Introduction

In Nguyễn’s work The Unburied Sounds of a Troubled Horizon the artist explored the physical remnants of the Vietnam War. The landscape in the province of Quảng Trị where the film is set is filled with bombshells, ammunition and untriggered explosives. The narrative follows a young woman named Nguyêt who alone takes care of her traumatized mother and their family run scrap yard. As an escape from reality Nguyêt creates sculptures of old bomb shells, sculptures that also take place in the gallery room. These, once death bringing objects are in the film transformed into objects whose resonating sounds have a healing power.

 

The Boat People show a future where it is uncertain whether humanity has survived. A group of children travels the seas and collect histories from objects they find. The group lands in a place formerly known as Bataan. A Philippine province, west of the country’s capitol Manila, where a large refugee camp was built to take care of Vietnamese boat refugees.
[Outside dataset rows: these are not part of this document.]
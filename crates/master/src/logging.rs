use std::collections::VecDeque;
use std::io::{self, Write};
use std::sync::{Arc, Mutex};

const MAX_LINES: usize = 1000;

/// Log lines captured for the terminal UI instead of going to stderr.
#[derive(Clone, Default)]
pub struct LogBuffer {
    lines: Arc<Mutex<VecDeque<String>>>,
    partial: Arc<Mutex<String>>,
}

impl LogBuffer {
    pub fn new() -> Self {
        Self::default()
    }

    pub fn push(&self, line: impl Into<String>) {
        let Ok(mut lines) = self.lines.lock() else {
            return;
        };
        if lines.len() >= MAX_LINES {
            lines.pop_front();
        }
        lines.push_back(line.into());
    }

    pub fn snapshot(&self) -> Vec<String> {
        self.lines
            .lock()
            .map(|lines| lines.iter().cloned().collect())
            .unwrap_or_default()
    }
}

impl Write for LogBuffer {
    fn write(&mut self, buf: &[u8]) -> io::Result<usize> {
        let text = String::from_utf8_lossy(buf);
        let complete = {
            let mut partial = self
                .partial
                .lock()
                .map_err(|_| io::Error::other("log buffer poisoned"))?;
            partial.push_str(&text);
            let mut complete = Vec::new();
            while let Some(end) = partial.find('\n') {
                complete.push(partial[..end].to_string());
                partial.drain(..=end);
            }
            complete
        };
        for line in complete {
            self.push(line);
        }
        Ok(buf.len())
    }

    fn flush(&mut self) -> io::Result<()> {
        Ok(())
    }
}

pub fn init_stderr(filter: &str) {
    env_logger::Builder::from_env(env_logger::Env::default().default_filter_or(filter)).init();
}

pub fn init_captured(filter: &str, buffer: &LogBuffer) {
    env_logger::Builder::from_env(env_logger::Env::default().default_filter_or(filter))
        .target(env_logger::Target::Pipe(Box::new(buffer.clone())))
        .format_timestamp_secs()
        .init();
}

#[cfg(test)]
mod tests {
    use super::*;

    #[test]
    fn test_lines_split_across_writes() {
        let mut buffer = LogBuffer::new();
        buffer.write_all(b"first li").unwrap();
        buffer.write_all(b"ne\nsecond\nthi").unwrap();
        assert_eq!(buffer.snapshot(), vec!["first line", "second"]);
    }
}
The term “boat people” was used for the approximately 800,000 humans who fled Vietnam by boat after the war.

 

In The Island events on the small island Pulau Bidong on the coast of Malaysia – once the world’s largest refugee camp – is weaved together with a dystopian vision of the future. Many of Nguyễn’s films take place in his home country of Vietnam and neighboring areas in southeast Asia. Even though they often are grounded in the Vietnam War and its aftermath the discussed themes are frightfully contemporary. The exodus from Vietnam and its neighboring countries during and after the Vietnam War was one of the first events referred to in mass media as a refugee crisis. A word that has become commonplace for us today when millions of humans are on the run from totalitarian terror, war and climate change.